Bewustmakingscampagne

Een Duitse studie wijst in dezelfde richting. Die stelde duidelijke verschillen vast in de witte hersenmassa van 12 voetballers van eerste klasse en die van zwemmers, die weinig risico op hersentraumas lopen. De witte hersenmassa vormt het communicatienetwerk tussen de hersencellen en is noodzakelijk voor een normale werking van het brein. De veranderingen situeerden zich in hersengebieden die belangrijk zijn voor geheugen en aandacht. Ze waren zelfs zichtbaar bij voetballers die zich geen enkele hersenschudding herinnerden. Dat is niet verwonderlijk : bijna 80 % van de spelers beseft niet eens dat ze een hersenschudding hebben opgelopen, zelfs wanneer de tekenen ervan voor aandachtige toeschouwers duidelijk zijn.

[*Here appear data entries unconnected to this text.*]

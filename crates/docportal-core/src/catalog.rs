//! Catalog ingestion.
//!
//! The catalog is the full, ordered collection of document records for a
//! session. Raw records arrive with free-form category strings; this module
//! is the boundary where they are validated against the closed category
//! set. Records that fail validation are logged and dropped, so the query
//! engine only ever sees well-typed data.

use serde::{Deserialize, Serialize};
use tracing::{debug, warn};

use crate::error::{Error, Result};
use crate::models::{DocumentCategory, DocumentRecord};

/// A document record as supplied by the catalog source, before validation.
#[derive(Debug, Clone, PartialEq, Eq, Serialize, Deserialize)]
#[serde(rename_all = "camelCase")]
pub struct RawDocumentRecord {
    pub id: String,
    pub filename: String,
    pub file_type: String,
    #[serde(default)]
    pub file_size: Option<String>,
    #[serde(default)]
    pub upload_date: Option<String>,
    pub date_modified: String,
    #[serde(default)]
    pub serial_number: String,
    #[serde(default)]
    pub machine_id: Option<String>,
    pub category: String,
    #[serde(default)]
    pub file_url: String,
}

impl TryFrom<RawDocumentRecord> for DocumentRecord {
    type Error = Error;

    fn try_from(raw: RawDocumentRecord) -> Result<Self> {
        if raw.filename.trim().is_empty() {
            return Err(Error::InvalidInput(format!(
                "document {} has an empty filename",
                raw.id
            )));
        }
        let category: DocumentCategory = raw.category.parse()?;
        Ok(Self {
            id: raw.id,
            filename: raw.filename,
            file_type: raw.file_type,
            file_size: raw.file_size,
            upload_date: raw.upload_date,
            date_modified: raw.date_modified,
            serial_number: raw.serial_number,
            machine_id: raw.machine_id,
            category,
            file_url: raw.file_url,
        })
    }
}

/// Validated, ordered document catalog.
#[derive(Debug, Clone, Default, PartialEq, Eq)]
pub struct Catalog {
    documents: Vec<DocumentRecord>,
}

impl Catalog {
    pub fn new(documents: Vec<DocumentRecord>) -> Self {
        Self { documents }
    }

    /// Validate raw records, keeping the valid ones in source order.
    pub fn from_raw(records: impl IntoIterator<Item = RawDocumentRecord>) -> Self {
        let mut rejected = 0usize;
        let documents: Vec<DocumentRecord> = records
            .into_iter()
            .filter_map(|raw| {
                let id = raw.id.clone();
                DocumentRecord::try_from(raw)
                    .map_err(|e| {
                        rejected += 1;
                        warn!(
                            subsystem = "catalog",
                            document_id = %id,
                            error = %e,
                            "Skipping invalid catalog record"
                        );
                    })
                    .ok()
            })
            .collect();

        debug!(
            subsystem = "catalog",
            result_count = documents.len(),
            rejected,
            "Catalog loaded"
        );
        Self { documents }
    }

    /// Parse a JSON array of raw records, then validate as [`Catalog::from_raw`].
    pub fn from_json(json: &str) -> Result<Self> {
        let raw: Vec<RawDocumentRecord> = serde_json::from_str(json)?;
        Ok(Self::from_raw(raw))
    }

    pub fn documents(&self) -> &[DocumentRecord] {
        &self.documents
    }

    pub fn get(&self, id: &str) -> Option<&DocumentRecord> {
        self.documents.iter().find(|d| d.id == id)
    }

    /// Like [`Catalog::get`], but a missing id is an error.
    pub fn require(&self, id: &str) -> Result<&DocumentRecord> {
        self.get(id)
            .ok_or_else(|| Error::NotFound(format!("document {id}")))
    }

    pub fn len(&self) -> usize {
        self.documents.len()
    }

    pub fn is_empty(&self) -> bool {
        self.documents.is_empty()
    }
}

impl AsRef<[DocumentRecord]> for Catalog {
    fn as_ref(&self) -> &[DocumentRecord] {
        &self.documents
    }
}
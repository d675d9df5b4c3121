//! File type classification for document icons.
//!
//! Catalog `file_type` tags are free-form short strings. Rendering only
//! distinguishes a handful of kinds; everything else shares the generic
//! document icon.

use serde::{Deserialize, Serialize};

/// Recognized document file kinds.
#[derive(Debug, Clone, Copy, PartialEq, Eq, Hash, Serialize, Deserialize)]
#[serde(rename_all = "lowercase")]
pub enum FileKind {
    Pdf,
    Video,
    Html,
    Text,
    Other,
}

/// Icon glyph shown next to a document.
#[derive(Debug, Clone, Copy, PartialEq, Eq, Hash, Serialize, Deserialize)]
#[serde(rename_all = "kebab-case")]
pub enum FileIcon {
    FileText,
    Video,
    Code,
    FileType,
}

impl FileKind {
    /// Classify a catalog type tag, ignoring case.
    pub fn from_tag(tag: &str) -> Self {
        match tag.to_ascii_lowercase().as_str() {
            "pdf" => Self::Pdf,
            "mp4" => Self::Video,
            "html" => Self::Html,
            "txt" => Self::Text,
            _ => Self::Other,
        }
    }

    pub fn icon(&self) -> FileIcon {
        match self {
            Self::Pdf | Self::Other => FileIcon::FileText,
            Self::Video => FileIcon::Video,
            Self::Html => FileIcon::Code,
            Self::Text => FileIcon::FileType,
        }
    }

    /// Utility class used to tint the icon.
    pub fn color_class(&self) -> &'static str {
        match self {
            Self::Pdf => "text-red-600",
            Self::Video => "text-purple-600",
            Self::Html => "text-blue-600",
            Self::Text => "text-gray-600",
            Self::Other => "text-muted-foreground",
        }
    }
}

impl From<&str> for FileKind {
    fn from(tag: &str) -> Self {
        Self::from_tag(tag)
    }
}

Onze schedel is lekker hard en in staat om stevige tikken op te vangen, maar onze hersenen zijn dat niet. Depreitere beaamt dat frequent door elkaar geschud worden niet optimaal is voor ons brein. Toch blijft hij voorzichtig over de betekenis van de recente vaststellingen voor het voetbal. Al zou een bewustmakingscampagne bij de sportfederaties over het oplopen van hersenschuddingen en de risicos van het te snel hervatten van het spel nuttig zijn.